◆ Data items

---*---

#[cfg(test)]
mod tests {
    use super::*;
    use crate::header::MAGIC;
    use pretty_assertions::assert_eq;
    use tempfile::TempDir;

    fn car_bytes(mode: u32, rom: &[u8], blob: &[u8], blob_offset: u32) -> Vec<u8> {
        let mut out = MAGIC.to_vec();
        out.extend_from_slice(&mode.to_be_bytes());
        out.extend_from_slice(&checksum(rom).to_be_bytes());
        out.extend_from_slice(&blob_offset.to_be_bytes());
        out.extend_from_slice(rom);
        out.extend_from_slice(blob);
        out
    }

    #[test]
    fn test_new_is_empty_and_valid() {
        let car = CarFile::new();
        assert!(car.is_empty());
        assert!(car.is_valid());
        assert_eq!(car.mode().id, registry::MODE_NONE);
        assert_eq!(car.to_bytes().len(), HEADER_LEN);
    }

    #[test]
    fn test_load_without_blob() {
        let rom: Vec<u8> = (0..=255).collect();
        let car = CarFile::from_bytes(&car_bytes(1, &rom, &[], 0)).unwrap();
        assert_eq!(car.rom(), &rom[..]);
        assert!(car.blob().is_empty());
        assert_eq!(car.mode().id, 1);
        assert!(car.is_valid());
    }

    #[test]
    fn test_load_splits_at_blob_offset() {
        let rom = vec![0x11; 0x2000];
        let blob = b"high score table".to_vec();
        let data = car_bytes(1, &rom, &blob, 16 + 0x2000);
        let car = CarFile::from_bytes(&data).unwrap();
        assert_eq!(car.rom(), &rom[..]);
        assert_eq!(car.blob(), &blob[..]);
        assert!(car.is_valid());
        assert_eq!(car.header().blob_offset, 16 + 0x2000);
    }

    #[test]
    fn test_load_offset_inside_header() {
        for offset in [1, 8, 15] {
            let data = car_bytes(1, &[1, 2, 3], &[], offset);
            let car = CarFile::from_bytes(&data).unwrap();
            assert_eq!(car.rom(), &[1, 2, 3]);
            assert!(!car.has_blob());
            assert!(!car.is_valid());
            assert_eq!(car.stored_header().blob_offset, offset);
        }
    }

    #[test]
    fn test_load_offset_past_end() {
        let data = car_bytes(1, &[1, 2, 3], &[], 4096);
        let car = CarFile::from_bytes(&data).unwrap();
        assert_eq!(car.rom(), &[1, 2, 3]);
        assert!(!car.has_blob());
        assert!(!car.is_valid());
    }

    #[test]
    fn test_load_rejects_bad_header() {
        assert!(CarFile::from_bytes(b"CART").is_err());
        let mut data = car_bytes(1, &[1], &[], 0);
        data[0] = b'X';
        assert!(matches!(
            CarFile::from_bytes(&data).unwrap_err(),
            Error::BadMagic { .. }
        ));
    }

    #[test]
    fn test_from_reader() {
        let data = car_bytes(12, &[7; 64], &[], 0);
        let car = CarFile::from_reader(std::io::Cursor::new(data)).unwrap();
        assert_eq!(car.mode().id, 12);
        assert_eq!(car.rom().len(), 64);
    }

    #[test]
    fn test_serialize_is_idempotent() {
        let data = car_bytes(12, &[0x5A; 0x8000], b"blob", 16 + 0x8000);
        let car = CarFile::from_bytes(&data).unwrap();
        let first = car.to_bytes();
        let second = car.to_bytes();
        assert_eq!(first, second);
        assert_eq!(first, data);
    }

    #[test]
    fn test_header_tracks_mutation() {
        let mut car = CarFile::from_bytes(&car_bytes(1, &[1, 2, 3], &[], 0)).unwrap();
        car.set_blob(vec![9, 9]);
        assert!(!car.is_valid());
        assert_eq!(car.header().blob_offset, 16 + 3);

        car.set_rom(vec![10, 20]);
        assert_eq!(car.header().checksum, 30);
        assert_eq!(car.header().blob_offset, 16 + 2);

        car.clear_blob();
        assert_eq!(car.header().blob_offset, 0);

        let bytes = car.to_bytes();
        assert_eq!(&bytes[..4], b"CART");
        assert_eq!(bytes.len(), 16 + 2);
    }

    #[test]
    fn test_write_to_matches_to_bytes() {
        let mut car = CarFile::from_rom(vec![3; 0x4000], None).unwrap();
        car.set_blob(b"extra".to_vec());
        let mut out = Vec::new();
        car.write_to(&mut out).unwrap();
        assert_eq!(out, car.to_bytes());
    }

    #[test]
    fn test_set_mode_strict() {
        let mut car = CarFile::new();
        assert_eq!(car.set_mode("Mode_16K").unwrap().id, 2);
        assert!(matches!(
            car.set_mode("no such cart").unwrap_err(),
            Error::UnknownType { .. }
        ));
        assert_eq!(car.mode().id, 2);
        // Virtual types are the caller's concern here
        assert_eq!(car.set_mode(-1).unwrap().id, registry::MODE_UNKNOWN);
    }

    #[test]
    fn test_retype_truncates() {
        let mut car = CarFile::from_rom(vec![0x42; 0x8000], None).unwrap();
        car.retype("Mode_8K", true).unwrap();
        assert_eq!(car.rom(), &[0x42; 0x2000][..]);
    }

    #[test]
    fn test_retype_pads() {
        let mut car = CarFile::from_rom(vec![0x42; 0x2000], None).unwrap();
        car.retype(12, true).unwrap();
        assert_eq!(car.rom().len(), 0x8000);
        assert!(car.rom()[..0x2000].iter().all(|&b| b == 0x42));
        assert!(car.rom()[0x2000..].iter().all(|&b| b == FILL_BYTE));
    }

    #[test]
    fn test_retype_without_resize_keeps_rom() {
        let mut car = CarFile::from_rom(vec![0x42; 0x2000], None).unwrap();
        car.retype(12, false).unwrap();
        assert_eq!(car.mode().id, 12);
        assert_eq!(car.rom().len(), 0x2000);
    }

    #[test]
    fn test_retype_rejects_virtual() {
        let mut car = CarFile::from_rom(vec![0; 0x2000], None).unwrap();
        for query in ["Mode_None", "Mode_Unknown", "1000"] {
            let err = car.retype(query, true).unwrap_err();
            assert!(matches!(err, Error::VirtualType { .. }), "query {}", query);
        }
        assert_eq!(car.mode().id, 1);
        assert_eq!(car.rom().len(), 0x2000);
    }

    #[test]
    fn test_from_rom_detects() {
        let car = CarFile::from_rom(vec![0; 0x8000], None).unwrap();
        assert_eq!(car.mode().name, "Mode_XEGS_32K");
        let car = CarFile::from_rom(vec![0; 0x8000], Some(registry::unknown())).unwrap();
        assert_eq!(car.mode().id, 12);
    }

    #[test]
    fn test_from_rom_explicit_type() {
        let blizzard = registry::resolve_strict("Mode_Blizzard_32K").unwrap();
        let car = CarFile::from_rom(vec![0; 0x8000], Some(blizzard)).unwrap();
        assert_eq!(car.mode(), blizzard);

        // Size mismatch is reported, not rejected
        let car = CarFile::from_rom(vec![0; 100], Some(blizzard)).unwrap();
        assert_eq!(car.rom().len(), 100);
    }

    #[derive(Clone, Default)]
    struct LogBuffer(std::sync::Arc<std::sync::Mutex<Vec<u8>>>);

    impl std::io::Write for LogBuffer {
        fn write(&mut self, buf: &[u8]) -> std::io::Result<usize> {
            self.0.lock().unwrap().extend_from_slice(buf);
            Ok(buf.len())
        }

        fn flush(&mut self) -> std::io::Result<()> {
            Ok(())
        }
    }

    #[test]
    fn test_from_rom_warns_on_size_mismatch() {
        let logs = LogBuffer::default();
        let writer = logs.clone();
        let subscriber = tracing_subscriber::fmt()
            .with_max_level(tracing::Level::WARN)
            .with_ansi(false)
            .with_writer(move || writer.clone())
            .finish();

        let car = tracing::subscriber::with_default(subscriber, || {
            let mode = registry::resolve_strict("Mode_8K").unwrap();
            CarFile::from_rom(vec![0; 0x1000], Some(mode)).unwrap()
        });
        assert_eq!(car.rom().len(), 0x1000);

        let output = String::from_utf8(logs.0.lock().unwrap().clone()).unwrap();
        assert!(output.contains("WARN"), "{}", output);
        assert!(output.contains("ROM size mismatch"), "{}", output);
    }

    #[test]
    fn test_from_rom_errors() {
        assert!(matches!(
            CarFile::from_rom(Vec::new(), None).unwrap_err(),
            Error::EmptyRom
        ));
        assert!(matches!(
            CarFile::from_rom(vec![0; 12345], None).unwrap_err(),
            Error::NoMatchingType { len: 12345 }
        ));
    }

    #[test]
    fn test_save_and_open() {
        let dir = TempDir::new().unwrap();
        let path = dir.path().join("game.car");

        let mut car = CarFile::from_rom(vec![0xA5; 0x4000], None).unwrap();
        car.set_blob(b"save data".to_vec());
        car.save(&path).unwrap();
        assert!(car.is_valid());

        let loaded = CarFile::open(&path).unwrap();
        assert_eq!(loaded.mode().id, 2);
        assert_eq!(loaded.rom(), car.rom());
        assert_eq!(loaded.blob(), b"save data");
        assert!(loaded.is_valid());
        assert_eq!(std::fs::read(&path).unwrap(), car.to_bytes());
    }

    #[test]
    fn test_save_overwrites_in_place() {
        let dir = TempDir::new().unwrap();
        let path = dir.path().join("game.car");
        std::fs::write(&path, b"old contents that are longer than the new file").unwrap();

        let mut car = CarFile::new();
        car.set_rom(vec![1, 2]);
        car.save(&path).unwrap();

        assert_eq!(std::fs::read(&path).unwrap().len(), HEADER_LEN + 2);
        let leftovers = std::fs::read_dir(dir.path()).unwrap().count();
        assert_eq!(leftovers, 1);
    }

    #[cfg(unix)]
    #[test]
    fn test_save_keeps_permissions() {
        use std::os::unix::fs::PermissionsExt;

        let dir = TempDir::new().unwrap();
        let path = dir.path().join("game.car");
        let mut car = CarFile::from_rom(vec![0; 0x2000], None).unwrap();
        car.save(&path).unwrap();
        std::fs::set_permissions(&path, std::fs::Permissions::from_mode(0o644)).unwrap();

        let mut car = CarFile::open(&path).unwrap();
        car.set_blob(b"saved".to_vec());
        car.save(&path).unwrap();

        let mode = std::fs::metadata(&path).unwrap().permissions().mode();
        assert_eq!(mode & 0o777, 0o644);
        assert_eq!(CarFile::open(&path).unwrap().blob(), b"saved");
    }

    #[test]
    fn test_open_missing_file() {
        let dir = TempDir::new().unwrap();
        let err = CarFile::open(dir.path().join("missing.car")).unwrap_err();
        assert!(matches!(err, Error::FileRead { .. }));
    }
}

---*---

◆ Work request
Only lines with the word "output" are wanted, so copy each one from the records.

◆ Worked solution
        let output = String::from_utf8(logs.0.lock().unwrap().clone()).unwrap();
        assert!(output.contains("WARN"), "{}", output);
        assert!(output.contains("ROM size mismatch"), "{}", output);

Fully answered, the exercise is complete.